**Directions**
Which lines below contain the word "create"? Copy each of them.

[Stored items]
use yew::prelude::*;
use yew_router::prelude::*;

use crate::components::icons::{Icon, IconView};
use crate::components::reveal::Reveal;
use crate::components::testimonials::Testimonials;
use crate::config;
use crate::content::company::{HERO_STATS, MACHINES, REASONS};
use crate::content::services::SERVICES;
use crate::Route;

#[function_component(Hero)]
fn hero() -> Html {
    html! {
        <header class="hero">
            <video class="hero-video" autoplay=true loop=true muted=true playsinline=true>
                <source src={config::asset_url("/hero.mp4")} type="video/mp4" />
            </video>
            <div class="hero-overlay"></div>
            <div class="hero-content container">
                <h1 class="hero-title">
                    {"Where Creativity Meets "}
                    <span class="text-gradient">{"Printing Excellence"}</span>
                </h1>
                <p class="hero-subtitle">
                    {"Experience the future of printing with cutting-edge technology and unmatched quality. From concept to creation, we bring your vision to life with precision and style."}
                </p>
                <div class="hero-cta">
                    <Link<Route> to={Route::Contact} classes="btn btn-primary">
                        {"Get Free Quote"}
                    </Link<Route>>
                    <a href="#services" class="btn btn-outline">{"View Our Services"}</a>
                </div>
                <div class="hero-stats">
                    {
                        HERO_STATS.iter().enumerate().map(|(i, stat)| html! {
                            <Reveal class="hero-stat" delay_ms={200 * i as u32}>
                                <IconView icon={stat.icon} />
                                <strong>{stat.value}</strong>
                                <span>{stat.label}</span>
                            </Reveal>
                        }).collect::<Html>()
                    }
                </div>
            </div>
        </header>
    }
}

#[function_component(WhyChooseUs)]
fn why_choose_us() -> Html {
    html! {
        <section class="section why-choose-us">
            <div class="container">
                <Reveal class="section-header">
                    <h2>{"Why Choose "}<span class="text-gradient">{"Genesis?"}</span></h2>
                    <p>
                        {"We're committed to delivering exceptional printing services that exceed your expectations. Here's what sets us apart from the competition."}
                    </p>
                </Reveal>
                <div class="card-grid">
                    {
                        REASONS.iter().enumerate().map(|(i, reason)| html! {
                            <Reveal class="card why-card" delay_ms={150 * i as u32}>
                                <div class={classes!("card-icon", reason.accent)}>
                                    <IconView icon={reason.icon} />
                                </div>
                                <h3>{reason.title}</h3>
                                <p>{reason.description}</p>
                            </Reveal>
                        }).collect::<Html>()
                    }
                </div>
                <Reveal class="section-cta">
                    <Link<Route> to={Route::Contact} classes="btn btn-primary">
                        {"Start Your Project Today"}
                    </Link<Route>>
                </Reveal>
            </div>
        </section>
    }
}

#[function_component(OurMachines)]
fn our_machines() -> Html {
    html! {
        <section id="machines" class="section section-muted">
            <div class="container">
                <Reveal class="section-header">
                    <h2>{"Our "}<span class="text-gradient">{"Machines"}</span></h2>
                    <p>{"Modern equipment across pre-press, press and finishing keeps every job precise and on schedule."}</p>
                </Reveal>
                <div class="card-grid">
                    {
                        MACHINES.iter().enumerate().map(|(i, machine)| html! {
                            <Reveal class="card machine-card" delay_ms={200 * i as u32}>
                                <img src={config::asset_url(machine.image)} alt={machine.name} loading="lazy" />
                                <div class="machine-body">
                                    <IconView icon={machine.icon} class="machine-icon" />
                                    <h3>{machine.name}</h3>
                                    <p>{machine.description}</p>
                                </div>
                            </Reveal>
                        }).collect::<Html>()
                    }
                </div>
            </div>
        </section>
    }
}

#[function_component(ServicesOverview)]
fn services_overview() -> Html {
    html! {
        <section id="services" class="section">
            <div class="container">
                <Reveal class="section-header">
                    <h2>{"Our "}<span class="text-gradient">{"Services"}</span></h2>
                    <p>
                        {"From business essentials to promotional materials, we offer comprehensive printing solutions for all your professional and personal needs."}
                    </p>
                </Reveal>
                <div class="card-grid">
                    {
                        SERVICES.iter().enumerate().map(|(i, service)| html! {
                            <Reveal class={classes!("card", "service-card", service.accent)} delay_ms={150 * i as u32}>
                                <div class="service-top">
                                    <div class="card-icon"><IconView icon={service.icon} /></div>
                                    <span class="service-price">{service.price}</span>
                                </div>
                                <h3>{service.title}</h3>
                                <p>{service.description}</p>
                                <ul class="feature-list">
                                    { for service.features.iter().map(|feature| html! { <li>{*feature}</li> }) }
                                </ul>
                                <Link<Route> to={Route::Contact} classes="btn btn-primary btn-block">
                                    {"Get Quote"}
                                </Link<Route>>
                            </Reveal>
                        }).collect::<Html>()
                    }
                </div>
                <Reveal class="custom-project">
                    <h3>{"Need Something Custom?"}</h3>
                    <p>
                        {"We specialize in unique printing solutions. Let's discuss your specific requirements and create something amazing together."}
                    </p>
                    <Link<Route> to={Route::Contact} classes="btn btn-light">
                        {"Start Custom Project"}
                    </Link<Route>>
                </Reveal>
            </div>
        </section>
    }
}

#[function_component(FinalCta)]
fn final_cta() -> Html {
    html! {
        <section class="final-cta">
            <Reveal class="container">
                <h2>{"Ready to Bring Your Vision to Life?"}</h2>
                <p>
                    {"Get started with your printing project today. Our team is ready to help you create something amazing that will make your business stand out."}
                </p>
                <div class="hero-cta">
                    <Link<Route> to={Route::Contact} classes="btn btn-light">
                        {"Get Free Quote"}
                    </Link<Route>>
                    <a href={config::PHONE_HREF} class="btn btn-outline">
                        <IconView icon={Icon::Phone} />{" Call Now"}
                    </a>
                </div>
            </Reveal>
        </section>
    }
}

#[function_component(Home)]
pub fn home() -> Html {
    // Scroll to top only on initial mount
    {
        use_effect_with_deps(
            move |_| {
                if let Some(window) = web_sys::window() {
                    window.scroll_to_with_x_and_y(0.0, 0.0);
                }
                || ()
            },
            (),
        );
    }

    let home_css = r#"
        .hero {
            position: relative;
            min-height: 100vh;
            display: flex;
            align-items: center;
            overflow: hidden;
            color: #fff;
        }
        .hero-video {
            position: absolute;
            inset: 0;
            width: 100%;
            height: 100%;
            object-fit: cover;
        }
        .hero-overlay {
            position: absolute;
            inset: 0;
            background: linear-gradient(180deg, rgba(15, 8, 40, 0.75), rgba(46, 23, 122, 0.6));
        }
        .hero-content {
            position: relative;
            z-index: 1;
            padding-top: 6rem;
        }
        .hero-title {
            font-size: clamp(2.5rem, 6vw, 4.5rem);
            line-height: 1.1;
            margin-bottom: 1.5rem;
        }
        .hero-subtitle {
            font-size: 1.25rem;
            max-width: 720px;
            color: rgba(255, 255, 255, 0.9);
        }
        .hero-cta {
            display: flex;
            flex-wrap: wrap;
            gap: 1rem;
            margin: 2rem 0;
        }
        .hero-stats {
            display: flex;
            flex-wrap: wrap;
            gap: 2rem;
        }
        .hero-stat {
            display: flex;
            flex-direction: column;
            align-items: flex-start;
        }
        .hero-stat strong {
            font-size: 2rem;
        }
        .machine-card img {
            width: 100%;
            aspect-ratio: 4 / 3;
            object-fit: cover;
            border-radius: 0.75rem;
        }
        .machine-icon {
            color: #2E177A;
        }
        .service-top {
            display: flex;
            justify-content: space-between;
            align-items: flex-start;
            margin-bottom: 1rem;
        }
        .service-price {
            font-size: 0.85rem;
            font-weight: 600;
            color: #2E177A;
            background: #fff;
            padding: 0.25rem 0.75rem;
            border-radius: 999px;
        }
        .final-cta {
            padding: 5rem 1.5rem;
            text-align: center;
            color: #fff;
            background: linear-gradient(135deg, #2E177A, #1b0e4a);
        }
        .final-cta .hero-cta {
            justify-content: center;
        }
    "#;

    html! {
        <div class="home-page">
            <style>{home_css}</style>
            <Hero />
            <WhyChooseUs />
            <OurMachines />
            <ServicesOverview />
            <Testimonials />
            <FinalCta />
        </div>
    }
}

**Output of the exercise**
                        {"We specialize in unique printing solutions. Let's discuss your specific requirements and create something amazing together."}
                    {"Get started with your printing project today. Our team is ready to help you create something amazing that will make your business stand out."}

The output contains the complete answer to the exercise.